Saturday, September 20, 2008

The professor called the shot

It has been clear for a while that, unless the home price bubble were to miraculously stabilize in mid collapse, the US government itself would have to socialize the entire problem in order to solve it.

It looks like Ben Bernanke (AB Harvard, PhD MIT, Professor at Princeton) made the call. Paulson is no slouch (AB Dartmouth, MBA Harvard, CEO and Chairman of Goldman Sachs), but when the biggest financial decision of our generation was made, the geeky PhD told the Harvard MBA what to do.

NYTimes: The ad hoc approach Mr. Bernanke and Mr. Paulson had been trying was no longer enough.

Talking into the speaker phone on a coffee table in his office, Mr. Bernanke told Mr. Paulson that it was time to stop treating the symptoms by bailing out distressed companies and instead start attacking the root problem with a comprehensive strategy.

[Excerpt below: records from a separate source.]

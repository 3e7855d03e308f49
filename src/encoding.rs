//! Target character encodings for MARC output.
//!
//! Output records are written either as UTF-8 (leader position 9 = `a`) or
//! in the single-byte `windows-1252` code page (leader position 9 = blank)
//! for consumers that cannot read Unicode records.
//!
//! Values are normalized to Unicode NFC before encoding, so decomposed
//! umlauts from XML exports encode the same way as precomposed ones.

use crate::error::{ConvertError, Result};
use serde::{Deserialize, Serialize};
use std::borrow::Cow;
use std::fmt;
use std::str::FromStr;
use unicode_normalization::{is_nfc, UnicodeNormalization};

const RECORD_TERMINATOR: u8 = 0x1D;
const FIELD_TERMINATOR: u8 = 0x1E;
const SUBFIELD_DELIMITER: u8 = 0x1F;

/// Character encoding used when serializing records.
#[derive(Debug, Clone, Copy, Default, PartialEq, Eq, Serialize, Deserialize)]
pub enum TargetEncoding {
    /// UTF-8 (MARC21 UCS/Unicode)
    #[default]
    #[serde(rename = "utf-8", alias = "utf8", alias = "UTF-8")]
    Utf8,
    /// Windows-1252, a Latin-1 superset
    #[serde(rename = "windows-1252", alias = "latin1", alias = "cp1252")]
    Windows1252,
}

impl TargetEncoding {
    /// Get the leader character (position 9) for this encoding
    #[must_use]
    pub fn as_leader_char(self) -> char {
        match self {
            TargetEncoding::Utf8 => 'a',
            TargetEncoding::Windows1252 => ' ',
        }
    }

    /// Encode one field value.
    ///
    /// `tag` only labels the error.
    ///
    /// # Errors
    ///
    /// Returns [`ConvertError::Encoding`] if the value contains a MARC
    /// delimiter or terminator byte, or a character the target encoding
    /// cannot represent.
    pub fn encode<'a>(self, tag: &str, value: &'a str) -> Result<Cow<'a, [u8]>> {
        let normalized: Cow<'a, str> = if is_nfc(value) {
            Cow::Borrowed(value)
        } else {
            Cow::Owned(value.nfc().collect())
        };

        if let Some(pos) = memchr::memchr3(
            RECORD_TERMINATOR,
            FIELD_TERMINATOR,
            SUBFIELD_DELIMITER,
            normalized.as_bytes(),
        ) {
            return Err(ConvertError::Encoding {
                tag: tag.to_string(),
                message: format!(
                    "structural control character 0x{:02X} at byte {pos}",
                    normalized.as_bytes()[pos]
                ),
            });
        }

        match self {
            TargetEncoding::Utf8 => Ok(match normalized {
                Cow::Borrowed(s) => Cow::Borrowed(s.as_bytes()),
                Cow::Owned(s) => Cow::Owned(s.into_bytes()),
            }),
            TargetEncoding::Windows1252 => {
                let (bytes, _, had_errors) = encoding_rs::WINDOWS_1252.encode(&normalized);
                if had_errors {
                    let message = match normalized.chars().find(|c| !representable_in_1252(*c)) {
                        Some(c) => format!(
                            "character U+{:04X} not representable in windows-1252",
                            u32::from(c)
                        ),
                        None => "value not representable in windows-1252".to_string(),
                    };
                    return Err(ConvertError::Encoding {
                        tag: tag.to_string(),
                        message,
                    });
                }
                Ok(Cow::Owned(bytes.into_owned()))
            },
        }
    }

    /// Decode a value read from a record in this encoding.
    ///
    /// Invalid UTF-8 sequences become U+FFFD.
    #[must_use]
    pub fn decode(self, bytes: &[u8]) -> String {
        match self {
            TargetEncoding::Utf8 => String::from_utf8_lossy(bytes).into_owned(),
            TargetEncoding::Windows1252 => encoding_rs::WINDOWS_1252
                .decode_without_bom_handling(bytes)
                .0
                .into_owned(),
        }
    }

    /// Encoding announced by leader position 9.
    #[must_use]
    pub fn from_leader_char(c: char) -> Self {
        if c == 'a' {
            TargetEncoding::Utf8
        } else {
            TargetEncoding::Windows1252
        }
    }
}

fn representable_in_1252(c: char) -> bool {
    let mut buf = [0u8; 4];
    let s: &str = c.encode_utf8(&mut buf);
    let (_, _, had_errors) = encoding_rs::WINDOWS_1252.encode(s);
    !had_errors
}

impl fmt::Display for TargetEncoding {
    fn fmt(&self, f: &mut fmt::Formatter<'_>) -> fmt::Result {
        match self {
            TargetEncoding::Utf8 => f.write_str("utf-8"),
            TargetEncoding::Windows1252 => f.write_str("windows-1252"),
        }
    }
}

impl FromStr for TargetEncoding {
    type Err = ConvertError;

    fn from_str(s: &str) -> Result<Self> {
        match s.to_ascii_lowercase().as_str() {
            "utf-8" | "utf8" => Ok(TargetEncoding::Utf8),
            "windows-1252" | "cp1252" | "latin1" => Ok(TargetEncoding::Windows1252),
            other => Err(ConvertError::Config(format!(
                "Unknown target encoding: {other}"
            ))),
        }
    }
}

#[cfg(test)]
mod tests {
    use super::*;

    #[test]
    fn test_leader_chars() {
        assert_eq!(TargetEncoding::Utf8.as_leader_char(), 'a');
        assert_eq!(TargetEncoding::Windows1252.as_leader_char(), ' ');
    }

    #[test]
    fn test_utf8_passes_through() {
        let bytes = TargetEncoding::Utf8.encode("245", "数学").unwrap();
        assert_eq!(bytes.as_ref(), "数学".as_bytes());
    }

    #[test]
    fn test_nfc_normalization() {
        let decomposed = "Mu\u{0308}nchen";
        let bytes = TargetEncoding::Utf8.encode("260", decomposed).unwrap();
        assert_eq!(bytes.as_ref(), "München".as_bytes());

        let latin = TargetEncoding::Windows1252.encode("260", decomposed).unwrap();
        assert_eq!(latin.as_ref(), b"M\xFCnchen");
    }

    #[test]
    fn test_windows_1252_rejects_cjk() {
        let err = TargetEncoding::Windows1252
            .encode("245", "Einführung in die 数学")
            .unwrap_err();
        assert!(matches!(err, ConvertError::Encoding { ref tag, .. } if tag == "245"));
        assert!(err.to_string().contains("U+6570"));
    }

    #[test]
    fn test_structural_bytes_rejected() {
        let err = TargetEncoding::Utf8
            .encode("500", "broken\u{1e}value")
            .unwrap_err();
        assert!(err.is_record_level());
    }

    #[test]
    fn test_decode_windows_1252() {
        let text = TargetEncoding::Windows1252.decode(b"K\xF6ln");
        assert_eq!(text, "Köln");
        assert_eq!(TargetEncoding::Utf8.decode(b"K\xF6ln"), "K\u{fffd}ln");
        assert_eq!(TargetEncoding::from_leader_char(' '), TargetEncoding::Windows1252);
    }

    #[test]
    fn test_from_str() {
        assert_eq!(
            "UTF-8".parse::<TargetEncoding>().unwrap(),
            TargetEncoding::Utf8
        );
        assert_eq!(
            "windows-1252".parse::<TargetEncoding>().unwrap(),
            TargetEncoding::Windows1252
        );
        assert!("ebcdic".parse::<TargetEncoding>().is_err());
    }
}
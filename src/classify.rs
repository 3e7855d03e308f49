//! Heuristic physical format classification.
//!
//! A [`FormatClassifier`] holds an ordered list of [`ClassifierRule`]s. Each
//! rule tests the [`FormatSignals`] extracted from a record; the first rule
//! that matches decides the outcome, and the fallback label applies when
//! none does. Categories overlap, so the order of the rules matters.
//!
//! The default cascade, in order:
//!
//! | # | Condition | Outcome |
//! |---|-----------|---------|
//! | 1 | record is a parent | Mehrbänder |
//! | 2 | has ISBN, text mentions none of Videokassette/VHS/DVD | Buch |
//! | 3 | page, leaf, illustration or volume markers | Buch |
//! | 4 | `CD` | CD |
//! | 5 | `DVD` | DVD |
//! | 6 | `Blu-ray` | Blu-ray |
//! | 7 | `Videokassette`, `VHS` or `Min` | Videokassette |
//! | 8 | `Losebl.-Ausg.` | Loseblattsammlung |
//! | 9 | page range such as `S. 12 - 34` | Aufsatz |
//! | 10 | object markers (Plakat, Box, Schuber, ...) | Objekt |
//! | 11 | parent without ISBN | skip |
//! | 12 | otherwise | Buch |
//!
//! # Examples
//!
//! ```
//! use finc_marc::{Classification, FormatClassifier, FormatLabel, FormatSignals};
//!
//! let classifier = FormatClassifier::default();
//! let outcome = classifier.classify(&FormatSignals::new("1 DVD (ca. 90 Min.)", false, false));
//! assert_eq!(outcome, Classification::Format(FormatLabel::Dvd));
//! ```

use crate::format_table::FormatLabel;
use lazy_static::lazy_static;
use regex::Regex;

lazy_static! {
    static ref PAGE_RANGE: Regex =
        Regex::new(r"S\.\s\d+\s?-\s?\d+").expect("page range pattern is valid");
}

/// Inputs to classification.
#[derive(Debug, Clone, Copy, PartialEq, Eq)]
pub struct FormatSignals<'a> {
    /// Free-text format or extent statement
    pub text: &'a str,
    /// Whether the record carries an ISBN
    pub has_isbn: bool,
    /// Whether another record references this one as its parent
    pub is_parent: bool,
}

impl<'a> FormatSignals<'a> {
    /// Bundle the three signals.
    #[must_use]
    pub fn new(text: &'a str, has_isbn: bool, is_parent: bool) -> Self {
        FormatSignals {
            text,
            has_isbn,
            is_parent,
        }
    }
}

/// Result of classification.
#[derive(Debug, Clone, Copy, PartialEq, Eq)]
pub enum Classification {
    /// Convert the record with this format.
    Format(FormatLabel),
    /// Leave the record out of the output.
    Skip,
}

/// Test applied to the signals.
#[derive(Debug, Clone)]
pub enum Condition {
    /// The record is a parent.
    IsParent,
    /// The record is a parent and has no ISBN.
    ParentWithoutIsbn,
    /// The record has an ISBN and the text contains none of the markers.
    IsbnWithout(Vec<String>),
    /// The text contains at least one of the markers.
    ContainsAny(Vec<String>),
    /// The text matches the pattern.
    Matches(Regex),
}

impl Condition {
    fn contains_any(markers: &[&str]) -> Self {
        Condition::ContainsAny(markers.iter().map(|m| (*m).to_string()).collect())
    }

    fn test(&self, signals: &FormatSignals<'_>) -> bool {
        match self {
            Condition::IsParent => signals.is_parent,
            Condition::ParentWithoutIsbn => signals.is_parent && !signals.has_isbn,
            Condition::IsbnWithout(markers) => {
                signals.has_isbn && !markers.iter().any(|m| signals.text.contains(m.as_str()))
            },
            Condition::ContainsAny(markers) => {
                markers.iter().any(|m| signals.text.contains(m.as_str()))
            },
            Condition::Matches(pattern) => pattern.is_match(signals.text),
        }
    }
}

/// One step of the cascade.
#[derive(Debug, Clone)]
pub struct ClassifierRule {
    /// When the rule applies
    pub condition: Condition,
    /// What it decides
    pub outcome: Classification,
}

impl ClassifierRule {
    /// Create a rule.
    #[must_use]
    pub fn new(condition: Condition, outcome: Classification) -> Self {
        ClassifierRule { condition, outcome }
    }
}

/// Ordered, immutable rule cascade with a fallback label.
#[derive(Debug, Clone)]
pub struct FormatClassifier {
    rules: Vec<ClassifierRule>,
    fallback: FormatLabel,
}

impl Default for FormatClassifier {
    fn default() -> Self {
        use Classification::{Format, Skip};
        use FormatLabel as L;

        let rules = vec![
            ClassifierRule::new(Condition::IsParent, Format(L::Mehrbaende)),
            ClassifierRule::new(
                Condition::IsbnWithout(
                    ["Videokassette", "VHS", "DVD"].map(String::from).to_vec(),
                ),
                Format(L::Buch),
            ),
            ClassifierRule::new(
                Condition::contains_any(&[
                    "S.", "Bl.", "Ill.", " p.", "XI", "XV", "X,", "Bde.", ": graph",
                ]),
                Format(L::Buch),
            ),
            ClassifierRule::new(Condition::contains_any(&["CD"]), Format(L::Cd)),
            ClassifierRule::new(Condition::contains_any(&["DVD"]), Format(L::Dvd)),
            ClassifierRule::new(Condition::contains_any(&["Blu-ray"]), Format(L::BluRay)),
            ClassifierRule::new(
                Condition::contains_any(&["Videokassette", "VHS", "Min"]),
                Format(L::Videokassette),
            ),
            ClassifierRule::new(
                Condition::contains_any(&["Losebl.-Ausg."]),
                Format(L::Loseblattsammlung),
            ),
            ClassifierRule::new(Condition::Matches(PAGE_RANGE.clone()), Format(L::Aufsatz)),
            ClassifierRule::new(
                Condition::contains_any(&[
                    "Plakat",
                    "Kassette",
                    "Box",
                    "Karton",
                    "Postkarten",
                    "Teile",
                    "USB",
                    "Schachtel",
                    "Schautafel",
                    "Medienkombination",
                    "Tafel",
                    "Faltbl",
                    "Schuber",
                ]),
                Format(L::Objekt),
            ),
            ClassifierRule::new(Condition::ParentWithoutIsbn, Skip),
        ];

        FormatClassifier::new(rules, L::Buch)
    }
}

impl FormatClassifier {
    /// Create a classifier from an ordered rule list.
    #[must_use]
    pub fn new(rules: Vec<ClassifierRule>, fallback: FormatLabel) -> Self {
        FormatClassifier { rules, fallback }
    }

    /// The rules, in evaluation order.
    #[must_use]
    pub fn rules(&self) -> &[ClassifierRule] {
        &self.rules
    }

    /// Classify a record. The first matching rule wins.
    #[must_use]
    pub fn classify(&self, signals: &FormatSignals<'_>) -> Classification {
        self.rules
            .iter()
            .find(|rule| rule.condition.test(signals))
            .map_or(Classification::Format(self.fallback), |rule| rule.outcome)
    }
}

Congress would have to sign off, and it would fall to Mr. Paulson, as the envoy of the executive branch, to take the lead.

Mr. Paulson understood.

...“Going back a long time, maybe a year ago, Ben, as a world-class economist, said to me, when you look at the housing bubble and the correction, if the price decline was significant enough,” the only solution might be a large-scale government intervention, Mr. Paulson said. “He talked about what had happened when there had been other situations historically. And basically he said in his view the time might ultimately come when something like this was necessary.

Mr. Paulson said he agreed but hoped it would not come to that. “I knew he was right theoretically,” he said. “But I also had, and we both did, some hope that, with all the liquidity out there from investors, that after a certain decline that we would reach a bottom.”